1. Im Ergebnis zutreffend gehen die Vorinstanzen davon aus, dass für das Begehren der Klägerin auf künftige Leistungen nur ein Anspruch auf Kostenübernahme in Betracht kommt, nicht aber ein Naturalleistungsanspruch. Die KK darf anstelle der Sach- oder Dienstleistung (§ 2 Abs 2 SGB V) Kosten nur erstatten, soweit es das SGB V oder das SGB IX vorsieht (vgl § 13 Abs 1 SGB V). Die Kostenübernahme umfasst die bloße Kostentragung in Form der Kostenfreistellung oder Kostenerstattung (vgl BSG SozR 4-2500 § 18 Nr 7 RdNr 19). Rechtsgrundlage des Kostenerstattungs- und -freistellungsanspruchs ist § 13 Abs 3 Satz 1 Fall 2 SGB V (hier anzuwenden in der seit 1.7.2001 geltenden Fassung des Art 5 Nr 7 Buchst b SGB IX - Rehabilitation und Teilhabe behinderter Menschen - vom 19.6.2001, BGBl I 1046). Die Rechtsnorm bestimmt: Hat die KK "eine Leistung zu Unrecht abgelehnt und sind dadurch Versicherten für die selbstbeschaffte Leistung Kosten entstanden, sind diese von der Krankenkasse in der entstandenen Höhe zu erstatten, soweit die Leistung notwendig war." Die Rspr des erkennenden Senats erstreckt den Anwendungsbereich der Regelung des § 13 Abs 3 Satz 1 Fall 2 SGB V über den ausdrücklich geregelten Kostenerstattungsanspruch hinaus auch auf Fälle der Kostenfreistellung (stRspr, vgl zB BSGE 113, 241 = SozR 4-2500 § 13 Nr 29, RdNr 10), wenn aufgrund Systemversagens eine Lücke im Naturalleistungssystem besteht, die verhindert, dass Versicherte sich die begehrte Leistung im üblichen Weg der Naturalleistung verschaffen können (vgl BSGE 117, 1 = SozR 4-2500 § 28 Nr 8, RdNr 11 mwN). Der Kostenerstattungs- und Übernahmeanspruch reicht nicht weiter als ein entsprechender Naturalleistungsanspruch; er setzt daher voraus, dass die selbst beschaffte Behandlung zu den Leistungen gehört, welche die KKn allgemein in Natur als Sach- oder Dienstleistung zu erbringen haben (stRspr, vgl zB BSGE 97, 190 = SozR 4-2500 § 27 Nr 12, RdNr 11 mwN LITT; BSGE 100, 103 = SozR 4-2500 § 31 Nr 9, RdNr 13; BSGE 111, 137 = SozR 4-2500 § 13 Nr 25, RdNr 15; vgl zum Ganzen: E. Hauck in H. Peters, Handbuch der Krankenversicherung, Bd 1, 19. Aufl, Stand: 1.1.2019, § 13 SGB V RdNr 233 ff). Hierfür genügt es auch, dass der Versicherte zwar keinen Natural- oder Sachleistungsanspruch nach Maßgabe des Leistungserbringungsrechts hat, wohl aber einen sachleistungsersetzenden Kostenerstattungs- oder -freistellungsanspruch wegen Systemversagens (vgl BSGE 117, 10 = SozR 4-2500 § 13 Nr 32, RdNr 8). Daran fehlt es.
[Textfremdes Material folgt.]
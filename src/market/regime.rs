// =============================================================================
// Market regime classifier (C4)
// =============================================================================
//
// Classifies the last 60 bars into one of five regimes via a priority
// ladder: Dead > Volatile > Squeeze > Trending > Ranging. Distinct from
// `SnapshotRegime` on `MarketSnapshot`, which is a coarse directional bias
// derived from trend state and consolidation — this classifier exists only
// to gate which mode styles are allowed to trade (C9/C10).
//
// Detection hierarchy (evaluated top-to-bottom; first match wins):
//   1. DEAD      — entropy >= 0.95 (pure noise, no edge)
//   2. VOLATILE  — bbw > 5.0
//   3. SQUEEZE   — bbw < 1.5 AND adx < 20
//   4. TRENDING  — adx > 25 AND hurst > 0.55
//   5. RANGING   — adx < 20 AND hurst < 0.45
// If no rule fires, the regime defaults to RANGING at low confidence.

use std::sync::Arc;
use std::time::Instant;

use parking_lot::RwLock;
use serde::{Deserialize, Serialize};
use tracing::{debug, trace};

use crate::indicators::adx::calculate_adx;
use crate::indicators::bollinger::calculate_bollinger;
use crate::market::entropy::ShannonEntropyFilter;
use crate::market::hurst::calculate_hurst_exponent;
use crate::types::Bar;

const REGIME_WINDOW_BARS: usize = 60;

#[derive(Debug, Clone, Copy, PartialEq, Eq, Hash, Serialize, Deserialize)]
pub enum MarketRegime {
    Trending,
    Ranging,
    Volatile,
    Squeeze,
    Dead,
}

impl std::fmt::Display for MarketRegime {
    fn fmt(&self, f: &mut std::fmt::Formatter<'_>) -> std::fmt::Result {
        match self {
            Self::Trending => write!(f, "TRENDING"),
            Self::Ranging => write!(f, "RANGING"),
            Self::Volatile => write!(f, "VOLATILE"),
            Self::Squeeze => write!(f, "SQUEEZE"),
            Self::Dead => write!(f, "DEAD"),
        }
    }
}

#[derive(Debug, Clone, Serialize, Deserialize)]
pub struct RegimeState {
    pub regime: MarketRegime,
    pub ma_distance: f64,
    pub volatility: f64,
    pub volume_ratio: f64,
    pub entropy: f64,
    pub bbw: f64,
    pub hurst: f64,
    pub adx: f64,
    pub confidence: f64,
    pub regime_age_secs: f64,
    pub recommended_rr: (f64, f64),
    pub max_position_pct: f64,
}

impl MarketRegime {
    fn risk_params(self) -> ((f64, f64), f64) {
        match self {
            Self::Trending => ((3.0, 1.0), 100.0),
            Self::Ranging => ((1.5, 1.0), 60.0),
            Self::Volatile => ((2.5, 1.0), 40.0),
            Self::Squeeze => ((4.0, 1.0), 30.0),
            Self::Dead => ((0.0, 0.0), 0.0),
        }
    }

    /// Mode styles permitted to trade under this regime (C10 step 2's
    /// regime-gating table). Styles not named here HOLD unconditionally
    /// while this regime is active.
    pub fn allowed_mode_styles(self) -> &'static [&'static str] {
        match self {
            Self::Trending => &["trend", "breakout", "baseline", "whale", "ai_dragon2", "ai_lion"],
            Self::Ranging => &["reversion", "scalper", "baseline", "whale"],
            Self::Volatile => &["volatility", "whale", "lp_whale_burst"],
            Self::Squeeze => &["breakout", "volume"],
            Self::Dead => &["direction_probe_long", "direction_probe_short"],
        }
    }
}

pub struct RegimeDetector {
    state: RwLock<Option<RegimeState>>,
    last_change_time: RwLock<Instant>,
}

impl RegimeDetector {
    pub fn new() -> Arc<Self> {
        Arc::new(Self {
            state: RwLock::new(None),
            last_change_time: RwLock::new(Instant::now()),
        })
    }

    pub fn update(&self, bars: &[Bar]) -> Option<RegimeState> {
        let window_start = bars.len().saturating_sub(REGIME_WINDOW_BARS);
        let window = &bars[window_start..];
        let closes: Vec<f64> = window.iter().map(|b| b.close).collect();

        let adx_value = calculate_adx(window, 14).unwrap_or(0.0);
        let bb_result = calculate_bollinger(&closes, 20, 2.0)?;
        let bbw_value = bb_result.width;
        let hurst_value = calculate_hurst_exponent(&closes).unwrap_or(0.50);
        let entropy_value = ShannonEntropyFilter::calculate(window, 50).unwrap_or(0.0);

        let (regime, confidence) = classify(adx_value, bbw_value, hurst_value, entropy_value);
        let (recommended_rr, max_position_pct) = regime.risk_params();

        let now = Instant::now();
        let prev_regime = self.state.read().as_ref().map(|s| s.regime);
        if prev_regime != Some(regime) {
            *self.last_change_time.write() = now;
        }
        let regime_age_secs = now.duration_since(*self.last_change_time.read()).as_secs_f64();

        let last_close = closes.last().copied().unwrap_or(0.0);
        let ma_distance = if last_close > 0.0 {
            (last_close - bb_result.middle) / last_close
        } else {
            0.0
        };
        let volume_ratio = {
            let recent: f64 = window.iter().rev().take(5).map(|b| b.volume).sum::<f64>() / 5.0;
            let baseline: f64 = window.iter().map(|b| b.volume).sum::<f64>() / window.len().max(1) as f64;
            if baseline > 0.0 { recent / baseline } else { 1.0 }
        };

        let new_state = RegimeState {
            regime,
            ma_distance,
            volatility: bbw_value,
            volume_ratio,
            entropy: entropy_value,
            bbw: bbw_value,
            hurst: hurst_value,
            adx: adx_value,
            confidence,
            regime_age_secs,
            recommended_rr,
            max_position_pct,
        };

        debug!(regime = %regime, adx = format!("{:.2}", adx_value), bbw = format!("{:.2}", bbw_value), "regime detected");

        *self.state.write() = Some(new_state.clone());
        Some(new_state)
    }

    pub fn current_regime(&self) -> Option<RegimeState> {
        self.state.read().clone()
    }
}

impl Default for RegimeDetector {
    fn default() -> Self {
        Self {
            state: RwLock::new(None),
            last_change_time: RwLock::new(Instant::now()),
        }
    }
}

fn classify(adx: f64, bbw: f64, hurst: f64, entropy: f64) -> (MarketRegime, f64) {
    if entropy >= 0.95 {
        return (MarketRegime::Dead, remap(entropy, 0.95, 1.0, 0.70, 1.0));
    }
    if bbw > 5.0 {
        return (MarketRegime::Volatile, remap(bbw, 5.0, 10.0, 0.65, 1.0));
    }
    if bbw < 1.5 && adx < 20.0 {
        let bbw_conf = remap(bbw, 1.5, 0.5, 0.50, 1.0);
        let adx_conf = remap(adx, 20.0, 5.0, 0.50, 1.0);
        return (MarketRegime::Squeeze, (bbw_conf + adx_conf) / 2.0);
    }
    if adx > 25.0 && hurst > 0.55 {
        let adx_conf = remap(adx, 25.0, 50.0, 0.60, 1.0);
        let hurst_conf = remap(hurst, 0.55, 0.80, 0.60, 1.0);
        return (MarketRegime::Trending, (adx_conf + hurst_conf) / 2.0);
    }
    if adx < 20.0 && hurst < 0.45 {
        let adx_conf = remap(adx, 20.0, 5.0, 0.50, 1.0);
        let hurst_conf = remap(hurst, 0.45, 0.20, 0.50, 1.0);
        return (MarketRegime::Ranging, (adx_conf + hurst_conf) / 2.0);
    }
    trace!(adx, bbw, hurst, entropy, "regime: no rule matched, defaulting to ranging");
    (MarketRegime::Ranging, 0.30)
}

fn remap(value: f64, in_lo: f64, in_hi: f64, out_lo: f64, out_hi: f64) -> f64 {
    let t = if (in_hi - in_lo).abs() < f64::EPSILON {
        0.5
    } else {
        (value - in_lo) / (in_hi - in_lo)
    };
    out_lo + t.clamp(0.0, 1.0) * (out_hi - out_lo)
}

#[cfg(test)]
mod tests {
    use super::*;

    #[test]
    fn classify_dead_has_priority_over_trending() {
        let (regime, _) = classify(40.0, 3.0, 0.70, 0.97);
        assert_eq!(regime, MarketRegime::Dead);
    }

    #[test]
    fn classify_default_is_ranging_low_confidence() {
        let (regime, conf) = classify(22.0, 3.0, 0.50, 0.50);
        assert_eq!(regime, MarketRegime::Ranging);
        assert!((conf - 0.30).abs() < 1e-10);
    }

    #[test]
    fn allowed_modes_exclude_direction_probes_outside_dead() {
        assert!(!MarketRegime::Trending.allowed_mode_styles().contains(&"direction_probe_long"));
        assert!(MarketRegime::Dead.allowed_mode_styles().contains(&"direction_probe_long"));
    }
}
a) Welche Leistungen die KKn allgemein in Natur als Sach- oder Dienstleistung zu erbringen haben, bemisst sich grundsätzlich nach dem Zusammenspiel von Leistungs- und Leistungserbringungsrecht. Versicherte haben aus § 27 SGB V nicht lediglich ein bloßes subjektiv-öffentlich-rechtliches Rahmenrecht oder einen bloßen Anspruch dem Grunde nach (so noch BSGE 73, 271 = SozR 3-2500 § 13 Nr 4 S 18), sondern einen konkreten Individualanspruch, dessen Reichweite und Gestalt sich aus dem Zusammenspiel mit weiteren gesetzlichen und untergesetzlichen Rechtsnormen ergibt (zum Individualanspruch Versicherter vgl BSG Beschluss vom 7.11.2006 - B 1 KR 32/04 R - juris RdNr 54 = GesR 2007, 276; BSGE 113, 241 = SozR 4-2500 § 13 Nr 29, RdNr 11 mwN; BSGE 117, 1 = SozR 4-2500 § 28 Nr 8, RdNr 14 mwN; E. Hauck in H. Peters, Handbuch der Krankenversicherung, Bd 1, 19. Aufl, Stand 1.1.2019, § 13 SGB V RdNr 53 f).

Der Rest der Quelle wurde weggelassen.